AutoTime Overview
We continue to explore the fusion of LLM and time series. This more recent work reaches new state of art performance on time series forecasting compared to the previous two (TimeLLM and TEST). The repository can be found here . In comparison to previous approaches, the main difference is that AutoTime leverages the autoregressive nature of LLMs, hence it is able to generate predictions of arbitrary lengths. It uses similar patch-based encoding for the time series, but also treats the time stamps text as positional encodings.
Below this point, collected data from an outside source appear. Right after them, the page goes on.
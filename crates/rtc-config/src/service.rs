//! Configuration engine coordinating the metadata store and the values store.
//!
//! Every mutating operation opens one metadata transaction and one
//! [`ValuesJournal`]. Values are written through the journal before the
//! metadata rows change; if anything fails afterwards the journal restores
//! the values store and the transaction is rolled back. A cancelled
//! operation drops its journal, which restores the values store in the
//! background, and its transaction, which rolls back.

use std::collections::{BTreeMap, HashMap, HashSet};
use std::sync::Arc;

use async_trait::async_trait;
use rtc_client::Value;
use tracing::{Instrument, debug, info, instrument, warn};

use crate::defaults::{DEFAULT_ACTOR, MAX_BATCH_SIZE};
use crate::encode::{AuditPayload, ConfigUpdateItem};
use crate::error::{ConfigError, ConfigResult};
use crate::journal::ValuesJournal;
use crate::model::{
    Audit, AuditAction, AuditFilter, Config, ConfigValue, Environment, NewConfig, Project,
    ProjectFilter, ProjectPage, Release, Scope,
};
use crate::store::{
    MetadataStore, MetadataTx, NewAudit, ValuesStore, project_prefix, scope_prefix, value_path,
};
use crate::validate::{
    validate_batch_size, validate_key, validate_new_value, validate_scope, validate_upsert,
};

/// Tunables for [`ConfigService`].
#[derive(Debug, Clone, PartialEq, Eq)]
pub struct ServiceOptions {
    /// Largest batch accepted by value writes and upserts.
    pub max_batch_size: usize,
    /// Actor recorded when a caller does not supply one.
    pub default_actor: String,
}

impl Default for ServiceOptions {
    fn default() -> Self {
        Self {
            max_batch_size: MAX_BATCH_SIZE,
            default_actor: DEFAULT_ACTOR.to_string(),
        }
    }
}

#[async_trait]
/// Operations exposed by the configuration engine.
pub trait ConfigFacade: Send + Sync {
    /// Page through projects, newest first.
    async fn list_projects(&self, filter: &ProjectFilter) -> ConfigResult<ProjectPage>;
    /// Create a project.
    async fn create_project(
        &self,
        actor: &str,
        name: &str,
        description: &str,
    ) -> ConfigResult<Project>;
    /// Replace a project's description.
    async fn update_project_description(
        &self,
        actor: &str,
        name: &str,
        description: &str,
    ) -> ConfigResult<Project>;
    /// Delete a project, its hierarchy and its values.
    async fn delete_project(&self, actor: &str, name: &str) -> ConfigResult<()>;
    /// Environments of a project.
    async fn list_environments(&self, project: &str) -> ConfigResult<Vec<Environment>>;
    /// Releases of an environment, newest first.
    async fn list_releases(&self, project: &str, environment: &str) -> ConfigResult<Vec<Release>>;
    /// Delete a release, its configs and its values.
    async fn delete_release(&self, actor: &str, scope: &Scope) -> ConfigResult<()>;
    /// Configs of a scope joined with their current values.
    async fn list_configs(&self, scope: &Scope) -> ConfigResult<Vec<ConfigValue>>;
    /// Consumer-facing value update; all or nothing.
    async fn set_config_values(
        &self,
        actor: &str,
        scope: &Scope,
        values: BTreeMap<String, Value>,
    ) -> ConfigResult<()>;
    /// Replace the config set of a scope.
    async fn upsert_configs(
        &self,
        actor: &str,
        scope: &Scope,
        configs: Vec<NewConfig>,
    ) -> ConfigResult<()>;
    /// Audit rows matching `filter`, newest first.
    async fn search_audits(&self, filter: &AuditFilter) -> ConfigResult<Vec<Audit>>;
    /// Actions the engine records.
    fn audit_actions(&self) -> &'static [AuditAction];
}

/// Engine backed by a metadata store and a values store.
#[derive(Clone)]
pub struct ConfigService {
    metadata: Arc<dyn MetadataStore>,
    values: Arc<dyn ValuesStore>,
    options: ServiceOptions,
}

impl ConfigService {
    /// Build an engine with default options.
    #[must_use]
    pub fn new(metadata: Arc<dyn MetadataStore>, values: Arc<dyn ValuesStore>) -> Self {
        Self::with_options(metadata, values, ServiceOptions::default())
    }

    /// Build an engine with explicit options.
    #[must_use]
    pub fn with_options(
        metadata: Arc<dyn MetadataStore>,
        values: Arc<dyn ValuesStore>,
        options: ServiceOptions,
    ) -> Self {
        Self {
            metadata,
            values,
            options,
        }
    }

    /// Active options.
    #[must_use]
    pub const fn options(&self) -> &ServiceOptions {
        &self.options
    }

    fn actor<'a>(&'a self, actor: &'a str) -> &'a str {
        if actor.is_empty() {
            &self.options.default_actor
        } else {
            actor
        }
    }

    async fn begin(&self) -> ConfigResult<(Box<dyn MetadataTx>, ValuesJournal)> {
        let tx = self.metadata.begin().await?;
        Ok((tx, ValuesJournal::new(Arc::clone(&self.values))))
    }

    async fn set_values_in(
        &self,
        tx: &mut dyn MetadataTx,
        journal: &mut ValuesJournal,
        actor: &str,
        scope: &Scope,
        values: &BTreeMap<String, Value>,
    ) -> ConfigResult<()> {
        let keys: Vec<String> = values.keys().cloned().collect();
        let configs = tx.configs_by_keys(scope, &keys).await?;
        let by_key: HashMap<&str, &Config> = configs
            .iter()
            .map(|config| (config.key.as_str(), config))
            .collect();
        for key in &keys {
            if !by_key.contains_key(key.as_str()) {
                return Err(ConfigError::not_found("config", key));
            }
        }

        let paths: Vec<String> = keys.iter().map(|key| value_path(scope, key)).collect();
        let current = self
            .values
            .values(&paths)
            .await
            .map_err(ConfigError::values("values.read"))?;

        let mut items = Vec::with_capacity(values.len());
        let mut writes = BTreeMap::new();
        let mut ids = Vec::with_capacity(values.len());
        for (key, new_value) in values {
            let config = by_key
                .get(key.as_str())
                .ok_or_else(|| ConfigError::not_found("config", key))?;
            let old_value = current
                .get(key)
                .ok_or_else(|| ConfigError::not_found("value", key))?;
            validate_new_value(config, new_value)?;
            items.push(ConfigUpdateItem {
                key: key.clone(),
                old_value: old_value.to_string(),
                new_value: new_value.to_string(),
            });
            writes.insert(value_path(scope, key), new_value.clone());
            ids.push(config.id);
        }

        journal
            .set_values(writes)
            .await
            .map_err(ConfigError::values("values.write"))?;
        tx.mark_configs_updated(&ids).await?;
        append_audit(
            tx,
            actor,
            &AuditPayload::ConfigUpdated {
                project: scope.project.clone(),
                environment: scope.environment.clone(),
                release: scope.release.clone(),
                items,
            },
        )
        .await
    }

    async fn upsert_in(
        &self,
        tx: &mut dyn MetadataTx,
        journal: &mut ValuesJournal,
        actor: &str,
        scope: &Scope,
        configs: &[NewConfig],
    ) -> ConfigResult<()> {
        let project = tx
            .project(&scope.project)
            .await?
            .ok_or_else(|| ConfigError::not_found("project", &scope.project))?;
        let environment = match tx.environment(project.id, &scope.environment).await? {
            Some(environment) => environment,
            None => tx.create_environment(project.id, &scope.environment).await?,
        };
        let release = match tx.release(environment.id, &scope.release).await? {
            Some(release) => release,
            None => tx.create_release(environment.id, &scope.release).await?,
        };

        let paths: Vec<String> = configs
            .iter()
            .map(|config| value_path(scope, &config.key))
            .collect();
        let existing = self
            .values
            .values(&paths)
            .await
            .map_err(ConfigError::values("values.read"))?;
        let new_values: BTreeMap<String, Value> = configs
            .iter()
            .filter(|config| !existing.contains_key(&config.key))
            .map(|config| (value_path(scope, &config.key), config.value.clone()))
            .collect();
        let mut created: Vec<String> = configs
            .iter()
            .filter(|config| !existing.contains_key(&config.key))
            .map(|config| config.key.clone())
            .collect();
        created.sort();

        let incoming: HashSet<&str> = configs.iter().map(|config| config.key.as_str()).collect();
        let removed: Vec<Config> = tx
            .configs(scope)
            .await?
            .into_iter()
            .filter(|config| !incoming.contains(config.key.as_str()))
            .collect();

        journal
            .set_values(new_values)
            .await
            .map_err(ConfigError::values("values.write"))?;
        for config in configs {
            tx.upsert_config(release.id, config).await?;
        }
        journal
            .delete_values(
                removed
                    .iter()
                    .map(|config| value_path(scope, &config.key))
                    .collect(),
            )
            .await
            .map_err(ConfigError::values("values.delete"))?;
        if !removed.is_empty() {
            let ids: Vec<i64> = removed.iter().map(|config| config.id).collect();
            tx.delete_configs(&ids).await?;
        }

        debug!(
            created = created.len(),
            deleted = removed.len(),
            "reconciled scope configs"
        );
        let mut deleted: Vec<String> = removed.into_iter().map(|config| config.key).collect();
        deleted.sort();
        append_audit(
            tx,
            actor,
            &AuditPayload::ConfigsUpserted {
                project: scope.project.clone(),
                environment: scope.environment.clone(),
                release: scope.release.clone(),
                created,
                deleted,
            },
        )
        .await
    }

    async fn delete_release_in(
        tx: &mut dyn MetadataTx,
        journal: &mut ValuesJournal,
        actor: &str,
        scope: &Scope,
    ) -> ConfigResult<()> {
        let project = tx
            .project(&scope.project)
            .await?
            .ok_or_else(|| ConfigError::not_found("project", &scope.project))?;
        let environment = tx
            .environment(project.id, &scope.environment)
            .await?
            .ok_or_else(|| ConfigError::not_found("environment", &scope.environment))?;
        tx.release(environment.id, &scope.release)
            .await?
            .ok_or_else(|| ConfigError::not_found("release", &scope.release))?;

        tx.delete_release(environment.id, &scope.release).await?;
        journal
            .delete_values_by_path(&scope_prefix(scope))
            .await
            .map_err(ConfigError::values("values.delete_release"))?;
        append_audit(
            tx,
            actor,
            &AuditPayload::ReleaseDeleted {
                project: scope.project.clone(),
                env: scope.environment.clone(),
                release: scope.release.clone(),
            },
        )
        .await
    }
}

impl std::fmt::Debug for ConfigService {
    fn fmt(&self, f: &mut std::fmt::Formatter<'_>) -> std::fmt::Result {
        f.debug_struct("ConfigService")
            .field("options", &self.options)
            .finish_non_exhaustive()
    }
}

async fn append_audit(
    tx: &mut dyn MetadataTx,
    actor: &str,
    payload: &AuditPayload,
) -> ConfigResult<()> {
    let document = payload
        .encode()
        .map_err(ConfigError::encode("encode audit payload"))?;
    tx.insert_audit(&NewAudit {
        action: payload.action(),
        actor: actor.to_string(),
        payload: document,
    })
    .await?;
    Ok(())
}

/// Commit on success; otherwise restore the values store and roll back.
///
/// Settling runs on its own task so a caller that stops waiting cannot cut
/// it short between the metadata commit and the journal release.
async fn finish<T: Send + 'static>(
    tx: Box<dyn MetadataTx>,
    journal: ValuesJournal,
    result: ConfigResult<T>,
) -> ConfigResult<T> {
    tokio::spawn(settle(tx, journal, result).in_current_span())
        .await
        .map_err(|source| ConfigError::Interrupted {
            operation: "config_service.settle",
            source,
        })?
}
In the figure below, we can summarize the steps:
- step 1: The time series data is first divided into small segments, also termed as “patches” ${s_i}$. These patches are then used to generate the time series embeddings. (segment embeddings $SE_i$)
- step 2: The starting and ending timestamps of each segments, as texts, are encoded by a frozen LLM to generate positional embeddings. (positional embeddings $PE_i$)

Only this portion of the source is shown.